After some googling I found an old blog post from 2006 by Jo Vermeulen where he did some basic timing of common tasks such as adding files, doing diffs, commits, and finding repo status on the Linux 2.6 kernel tree using both git and bzr. Since both git and bzr have come a long ways since 2006 I thought I’d replicate Jo’s comparison (with git 0.99.9c and bzr 0.7pre) using current (by Ubuntu 8.04 standards anyway) versions of git (1.5.4.3) and bzr (1.3.1). So, here’s the results:
First we unpack a Linux 2.6.0 tarball into linux-bzr and linux.git directories, then initialize the repos:
Initialization:
git (old) bzr (old) git (new) bzr (new)
0m0.161s 0m1.593s 0m0.086s 0m0.334s
Nothing exciting so far.
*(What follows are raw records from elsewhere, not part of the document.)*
//! Structured logging for Atlas.
//!
//! Console output with uptime timestamps and targets, plus a JSON log file
//! in debug builds. The level comes from `RUST_LOG` when set, otherwise from
//! the config's `debug.log_level`.

use std::path::{Path, PathBuf};

use atlas_config::Config;
use tracing_subscriber::{EnvFilter, fmt, layer::SubscriberExt, util::SubscriberInitExt};

/// Filter used when neither `RUST_LOG` nor the config names a level.
pub const DEFAULT_FILTER: &str = "info";

/// File the JSON layer writes to inside the log directory.
pub const LOG_FILE: &str = "atlas.log";

/// Filter directive derived from the config, or [`DEFAULT_FILTER`].
pub fn filter_directive(config: Option<&Config>) -> String {
    match config {
        Some(config) if !config.debug.log_level.trim().is_empty() => {
            config.debug.log_level.trim().to_string()
        }
        _ => DEFAULT_FILTER.to_string(),
    }
}

/// Path of the JSON log file inside `log_dir`.
pub fn log_file_path(log_dir: &Path) -> PathBuf {
    log_dir.join(LOG_FILE)
}

/// Install the global tracing subscriber.
///
/// * `log_dir` - directory for the JSON log file (debug builds only)
/// * `debug_build` - enables the file layer
/// * `config` - source of the log level when `RUST_LOG` is unset
///
/// ```no_run
/// use atlas_config::Config;
/// use atlas_log::init_logging;
///
/// let config = Config::default();
/// init_logging(Some(std::path::Path::new("./logs")), true, Some(&config));
/// ```
pub fn init_logging(log_dir: Option<&Path>, debug_build: bool, config: Option<&Config>) {
    let filter_str = filter_directive(config);
    let env_filter =
        EnvFilter::try_from_default_env().unwrap_or_else(|_| EnvFilter::new(&filter_str));

    let console_layer = fmt::layer()
        .with_target(true)
        .with_thread_names(true)
        .with_level(true)
        .with_timer(fmt::time::uptime());

    let subscriber = tracing_subscriber::registry()
        .with(env_filter)
        .with(console_layer);

    if debug_build
        && let Some(log_dir) = log_dir
        && std::fs::create_dir_all(log_dir).is_ok()
        && let Ok(log_file) = std::fs::File::create(log_file_path(log_dir))
    {
        let file_layer = fmt::layer()
            .with_writer(log_file)
            .with_ansi(false)
            .with_target(true)
            .with_timer(fmt::time::uptime())
            .json();

        subscriber.with(file_layer).init();
        return;
    }

    subscriber.init();
}

/// `EnvFilter` for [`DEFAULT_FILTER`].
pub fn default_env_filter() -> EnvFilter {
    EnvFilter::new(DEFAULT_FILTER)
}
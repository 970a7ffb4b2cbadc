//! Park–Miller "minimal standard" pseudo-random generator.
//!
//! Every piece of generated content (river sources, settlement placement,
//! polygon outlines) derives its randomness from one of these generators, so
//! a world can be reproduced exactly from its seed and the coordinates of the
//! thing being generated.

/// Modulus of the recurrence, `2^31 - 1`.
pub const MODULUS: u64 = 2_147_483_647;

/// Multiplier of the recurrence.
pub const MULTIPLIER: u64 = 16_807;

/// Seeded multiplicative congruential generator returning values in `[0, 1)`.
///
/// The state is always in `[1, MODULUS - 1]`, so the sequence never collapses
/// to zero.
#[derive(Clone, Debug, PartialEq, Eq)]
pub struct ParkMiller {
    state: u64,
}

impl ParkMiller {
    /// Create a generator from a real-valued seed.
    ///
    /// The seed is reduced modulo [`MODULUS`]; its fractional part is
    /// discarded. Zero and non-finite seeds map to `MODULUS - 1`.
    pub fn new(seed: f64) -> Self {
        Self {
            state: fold_seed(seed),
        }
    }

    /// Current internal state.
    pub fn state(&self) -> u64 {
        self.state
    }

    /// Advance the recurrence and return a value in `[0, 1)`.
    pub fn next_f64(&mut self) -> f64 {
        self.state = self.state * MULTIPLIER % MODULUS;
        (self.state - 1) as f64 / (MODULUS - 1) as f64
    }

    /// Uniform value in `[lo, hi)`.
    pub fn range(&mut self, lo: f64, hi: f64) -> f64 {
        lo + self.next_f64() * (hi - lo)
    }

    /// Uniform integer in `[lo, hi)`. Returns `lo` when the range is empty.
    pub fn int_range(&mut self, lo: i64, hi: i64) -> i64 {
        if hi <= lo {
            return lo;
        }
        let span = (hi - lo) as f64;
        lo + ((self.next_f64() * span).floor() as i64).min(hi - lo - 1)
    }

    /// Uniform index in `[0, len)`. Returns 0 for an empty range.
    pub fn index(&mut self, len: usize) -> usize {
        self.int_range(0, len as i64) as usize
    }

    /// Returns `true` with probability `p`.
    pub fn chance(&mut self, p: f64) -> bool {
        self.next_f64() < p
    }

    /// Uniform angle in `[0, 2π)`.
    pub fn angle(&mut self) -> f64 {
        self.next_f64() * std::f64::consts::TAU
    }

    /// Pick a uniformly random element of `items`.
    pub fn pick<'a, T>(&mut self, items: &'a [T]) -> Option<&'a T> {
        if items.is_empty() {
            return None;
        }
        items.get(self.index(items.len()))
    }
}

fn fold_seed(seed: f64) -> u64 {
    if !seed.is_finite() {
        return MODULUS - 1;
    }
    let folded = seed.rem_euclid(MODULUS as f64).floor() as u64;
    if folded == 0 { MODULUS - 1 } else { folded }
}
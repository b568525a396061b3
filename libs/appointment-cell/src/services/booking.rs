// libs/appointment-cell/src/services/booking.rs
use std::sync::Arc;

use chrono::{DateTime, Utc};
use tracing::{debug, info, instrument, warn};
use uuid::Uuid;

use notification_cell::{ConfirmationDetails, NotificationDispatcher};
use shared_config::AppConfig;
use shared_models::identity::{Identity, IdentityRole};

use crate::models::{Appointment, AppointmentError, AppointmentStatus, SchedulingPolicy};
use crate::services::conflict::ConflictChecker;
use crate::services::identity::IdentityStore;
use crate::services::locks::DoctorLocks;
use crate::services::store::AppointmentStore;

/// Books, moves and removes appointments.
///
/// Booking success means the appointment was persisted. The confirmation
/// mail is sent afterwards on its own task and its outcome never reaches the
/// caller.
pub struct BookingCoordinator {
    store: Arc<dyn AppointmentStore>,
    identities: Arc<dyn IdentityStore>,
    dispatcher: Arc<NotificationDispatcher>,
    checker: ConflictChecker,
    locks: DoctorLocks,
    policy: SchedulingPolicy,
}

impl BookingCoordinator {
    pub fn new(
        store: Arc<dyn AppointmentStore>,
        identities: Arc<dyn IdentityStore>,
        dispatcher: Arc<NotificationDispatcher>,
        config: &AppConfig,
    ) -> Self {
        Self::with_policy(store, identities, dispatcher, SchedulingPolicy::from_config(config))
    }

    pub fn with_policy(
        store: Arc<dyn AppointmentStore>,
        identities: Arc<dyn IdentityStore>,
        dispatcher: Arc<NotificationDispatcher>,
        policy: SchedulingPolicy,
    ) -> Self {
        Self {
            store,
            identities,
            dispatcher,
            checker: ConflictChecker::new(policy.min_separation),
            locks: DoctorLocks::new(),
            policy,
        }
    }

    /// Book `doctor_id` for `patient_id` at `scheduled_at`.
    ///
    /// Past instants are accepted.
    #[instrument(skip(self))]
    pub async fn book(
        &self,
        patient_id: Uuid,
        doctor_id: Uuid,
        scheduled_at: DateTime<Utc>,
    ) -> Result<Appointment, AppointmentError> {
        info!("Booking appointment for patient {} with doctor {} at {}", patient_id, doctor_id, scheduled_at);

        if patient_id == doctor_id {
            return Err(AppointmentError::ValidationError(
                "Patient and doctor must be different people".to_string()
            ));
        }

        let patient = self.resolve_role(patient_id, IdentityRole::Patient).await?
            .ok_or(AppointmentError::PatientNotFound)?;
        let doctor = self.resolve_role(doctor_id, IdentityRole::Doctor).await?
            .ok_or(AppointmentError::DoctorNotFound)?;

        let appointment = {
            let _doctor_guard = self.locks.acquire(doctor_id).await;

            let existing = self.store.list_by_doctor(doctor_id).await?;
            let conflicts = self.checker.find_conflicts(doctor_id, scheduled_at, &existing);
            if let Some(conflict) = conflicts.first() {
                warn!(
                    conflicting_appointment = %conflict.id,
                    "Slot at {} rejected for doctor {} - {} conflicting appointments",
                    scheduled_at, doctor_id, conflicts.len()
                );
                return Err(AppointmentError::SlotUnavailable);
            }

            self.store
                .insert(Appointment::scheduled(patient_id, doctor_id, scheduled_at))
                .await?
        };

        info!(appointment_id = %appointment.id, "Appointment booked");

        self.confirm(&appointment, scheduled_at, &patient, &doctor);

        Ok(appointment)
    }

    pub async fn get_appointment(&self, appointment_id: Uuid) -> Result<Appointment, AppointmentError> {
        debug!("Fetching appointment: {}", appointment_id);

        self.store.get(appointment_id).await?.ok_or(AppointmentError::NotFound)
    }

    pub async fn all_appointments(&self) -> Result<Vec<Appointment>, AppointmentError> {
        self.store.list_all().await
    }

    pub async fn appointments_by_doctor(&self, doctor_id: Uuid) -> Result<Vec<Appointment>, AppointmentError> {
        self.store.list_by_doctor(doctor_id).await
    }

    pub async fn appointments_by_patient(&self, patient_id: Uuid) -> Result<Vec<Appointment>, AppointmentError> {
        self.store.list_by_patient(patient_id).await
    }

    /// Move an appointment to `new_time`.
    ///
    /// Unless `reschedule_conflict_check` is enabled the new time is not
    /// checked against the doctor's other bookings. `reminder_sent` is kept
    /// as is, so an appointment already reminded is not reminded again.
    #[instrument(skip(self))]
    pub async fn reschedule(
        &self,
        appointment_id: Uuid,
        new_time: DateTime<Utc>,
    ) -> Result<Appointment, AppointmentError> {
        let current = self.get_appointment(appointment_id).await?;
        if !current.is_active() {
            return Err(AppointmentError::ValidationError(
                "Cancelled appointments cannot be rescheduled".to_string()
            ));
        }

        if !self.policy.reschedule_conflict_check {
            let updated = self.store.update_scheduled_at(appointment_id, new_time).await?;
            info!("Appointment {} moved to {} without conflict check", appointment_id, new_time);
            return Ok(updated);
        }

        let _doctor_guard = self.locks.acquire(current.doctor_id).await;

        let others: Vec<Appointment> = self.store
            .list_by_doctor(current.doctor_id)
            .await?
            .into_iter()
            .filter(|appointment| appointment.id != appointment_id)
            .collect();

        if !self.checker.is_slot_available(current.doctor_id, new_time, &others) {
            warn!("Reschedule of {} to {} rejected: slot taken", appointment_id, new_time);
            return Err(AppointmentError::SlotUnavailable);
        }

        let updated = self.store.update_scheduled_at(appointment_id, new_time).await?;
        info!("Appointment {} moved to {}", appointment_id, new_time);
        Ok(updated)
    }

    /// Cancelled appointments stay on record but free their slot and get no reminder.
    #[instrument(skip(self))]
    pub async fn cancel(&self, appointment_id: Uuid) -> Result<Appointment, AppointmentError> {
        let cancelled = self.store
            .update_status(appointment_id, AppointmentStatus::Cancelled)
            .await?;

        info!("Appointment {} cancelled", appointment_id);
        Ok(cancelled)
    }

    #[instrument(skip(self))]
    pub async fn delete(&self, appointment_id: Uuid) -> Result<(), AppointmentError> {
        self.store.delete(appointment_id).await?;

        info!("Appointment {} deleted", appointment_id);
        Ok(())
    }

    async fn resolve_role(&self, id: Uuid, role: IdentityRole) -> Result<Option<Identity>, AppointmentError> {
        let identity = self.identities.resolve(id).await?;

        Ok(identity.filter(|identity| {
            let matches = identity.role == role;
            if !matches {
                debug!("Identity {} has role {}, expected {}", id, identity.role, role);
            }
            matches
        }))
    }

    fn confirm(
        &self,
        appointment: &Appointment,
        scheduled_at: DateTime<Utc>,
        patient: &Identity,
        doctor: &Identity,
    ) {
        let details = ConfirmationDetails {
            appointment_id: appointment.id,
            patient_name: patient.display_name.clone(),
            patient_email: patient.email.clone(),
            doctor_name: doctor.display_name.clone(),
            specialty: doctor.specialty.clone(),
            scheduled_at,
        };

        // Detached; the task logs its own outcome.
        drop(self.dispatcher.dispatch_confirmation(details));
    }
}
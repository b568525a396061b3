use std::sync::Arc;

use axum::{
    Router,
    routing::get,
};

use appointment_cell::{appointment_routes, AppointmentState};

pub fn create_router(state: Arc<AppointmentState>) -> Router {
    Router::new()
        .route("/", get(|| async { "Clinic scheduler is running!" }))
        .nest("/appointments", appointment_routes(state))
}
use std::net::SocketAddr;
use std::sync::Arc;
use dotenv::dotenv;
use tokio::net::TcpListener;
use tower_http::cors::{CorsLayer, Any};
use tower_http::trace::{self, TraceLayer};
use tracing::{Level, info, warn};
use tracing_subscriber::{layer::SubscriberExt, util::SubscriberInitExt};

mod router;

use appointment_cell::{
    AppointmentState, AppointmentStore, BookingCoordinator, IdentityStore,
    InMemoryAppointmentStore, InMemoryIdentityStore, ReminderScanner,
    SupabaseAppointmentStore, SupabaseIdentityStore,
};
use notification_cell::NotificationDispatcher;
use shared_config::AppConfig;
use shared_database::SupabaseClient;

#[tokio::main]
async fn main() -> anyhow::Result<()> {
    // Loading Env Vars
    dotenv().ok();

    // Initialize tracing
    tracing_subscriber::registry()
        .with(tracing_subscriber::EnvFilter::new(
            std::env::var("RUST_LOG").unwrap_or_else(|_| "info,tower_http=debug".into()),
        ))
        .with(tracing_subscriber::fmt::layer())
        .init();

    info!("Starting clinic scheduler");

    // Load configuration
    let config = AppConfig::from_env();

    let (store, identities): (Arc<dyn AppointmentStore>, Arc<dyn IdentityStore>) = if config.is_configured() {
        let supabase = Arc::new(SupabaseClient::new(&config));
        (
            Arc::new(SupabaseAppointmentStore::new(Arc::clone(&supabase))),
            Arc::new(SupabaseIdentityStore::new(supabase)),
        )
    } else {
        warn!("Supabase is not configured, appointments are kept in memory and no identities are known");
        (
            Arc::new(InMemoryAppointmentStore::new()),
            Arc::new(InMemoryIdentityStore::new()),
        )
    };

    let dispatcher = Arc::new(NotificationDispatcher::from_config(&config));

    let coordinator = Arc::new(BookingCoordinator::new(
        Arc::clone(&store),
        Arc::clone(&identities),
        Arc::clone(&dispatcher),
        &config,
    ));
    let scanner = Arc::new(ReminderScanner::new(store, identities, dispatcher, &config));
    let reminders = Arc::clone(&scanner).start();

    // Set up CORS
    let cors = CorsLayer::new()
        .allow_origin(Any)
        .allow_methods(Any)
        .allow_headers(Any);

    // Create shared state
    let state = Arc::new(AppointmentState { coordinator, scanner });

    // Build the application router
    let app = router::create_router(state)
        .layer(
            TraceLayer::new_for_http()
                .make_span_with(trace::DefaultMakeSpan::new()
                    .level(Level::INFO))
                .on_response(trace::DefaultOnResponse::new()
                    .level(Level::INFO)),
        )
        .layer(cors);

    // Run the server
    let addr = SocketAddr::from(([0, 0, 0, 0], config.server_port));
    info!("Listening on {}", addr);

    let listener = TcpListener::bind(addr).await?;
    axum::serve(listener, app)
        .with_graceful_shutdown(shutdown_signal())
        .await?;

    reminders.shutdown().await;
    info!("Clinic scheduler stopped");

    Ok(())
}

async fn shutdown_signal() {
    if let Err(e) = tokio::signal::ctrl_c().await {
        warn!("Failed to listen for shutdown signal: {}", e);
        std::future::pending::<()>().await;
    }
    info!("Shutdown signal received");
}
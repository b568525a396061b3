pub mod error;
pub mod identity;

pub use error::AppError;
pub use identity::{Identity, IdentityRole};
Now we tell the VCSs to track the files via bzr/git add :
Adding files:
git (old) bzr (old) git (new) bzr (new)
0m42.121s 0m31.870s 0m14.269s 0m4.852s
In this case bzr not only wins in terms of absolute speed, but also in proportional gains with time. The git:bzr ratio in 2006 was 1.32:1 and now it’s 2.93:1 . Jo didn’t mention in his comparison how long it took him to then commit the initial 2.6.0 tree we added but for me it was 0m10.263s for git and 0m43.968s for bzr, a pretty clear win for git.
Next we’ll untar the latest 2.6.x kernel into our repos. Jo used linux-2.6.15.4 and I used linux-2.6.25.2. Perhaps I should have used the same version he did but considering we’re using entirely different hardware I don’t think our results are directly comparable anyway. OK, so now we want to see how long it takes to diff the changes:
Diffing changes:
git (old) bzr (old) git (new) bzr (new)
2m26.982s 1m13.869s 0m24.425s 0m51.158s
This is one of the more fascinating results in my little experiment. The 2006 results gave a git:bzr ratio of 1.99 whereas my new results give a ratio of 0.48 . Apparently git has done a lot of work on speeding up diffing.
Next we commit our new 2.6.x changes:
Committing large changes:
git (old) bzr (old) git (new) bzr (new)
0m54.964s 2m4.757s 0m28.468s 1m8.627s
so an old ratio of 0.44 and a new ratio of 0.41: not a lot going on there.
A really interesting test that Jo did was to do a bzr/git diff right after committing. Ideally this would take no time at all as we haven’t done anything since the commit, however:
Diffing no changes:
git (old) bzr (old) git (new) bzr (new)
0m0.057s 3m51.918s 0m0.343s 0m47.448s
Back when Jo did his experiment the git:bzr ratio was 0.00025! Ouch. My results gave a ratio of 0.0072. In this case bzr has been gaining a lot of ground but it’s still rather remarkable how long it takes to diff when there are no changes.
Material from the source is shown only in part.